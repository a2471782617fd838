//! Configuration types for the monitor

use std::time::Duration;

use rover_core::StoreConfig;
use serde::{Deserialize, Serialize};

/// Main configuration structure
#[derive(Debug, Clone, PartialEq, Eq, Serialize, Deserialize)]
pub struct Config {
    #[serde(default)]
    pub store: StoreConfig,
    #[serde(default = "default_polling_interval_ms")]
    pub polling_interval_ms: u64,
    #[serde(default = "default_history_size")]
    pub history_size: usize,
}

impl Default for Config {
    fn default() -> Self {
        Self {
            store: StoreConfig::default(),
            polling_interval_ms: default_polling_interval_ms(),
            history_size: default_history_size(),
        }
    }
}

impl Config {
    pub fn polling_interval(&self) -> Duration {
        Duration::from_millis(self.polling_interval_ms)
    }

    pub fn validate(&self) -> rover_core::Result<()> {
        self.store.validate()?;
        if self.polling_interval_ms == 0 {
            return Err(rover_core::RoverError::Config(
                "polling_interval_ms must be greater than zero".to_string(),
            ));
        }
        if self.history_size == 0 {
            return Err(rover_core::RoverError::Config(
                "history_size must be greater than zero".to_string(),
            ));
        }
        Ok(())
    }
}

fn default_polling_interval_ms() -> u64 {
    2000
}

fn default_history_size() -> usize {
    10
}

• [What is required] Answer with one number only: how many lines in the listing include "StoreConfig".

• [Written response] 3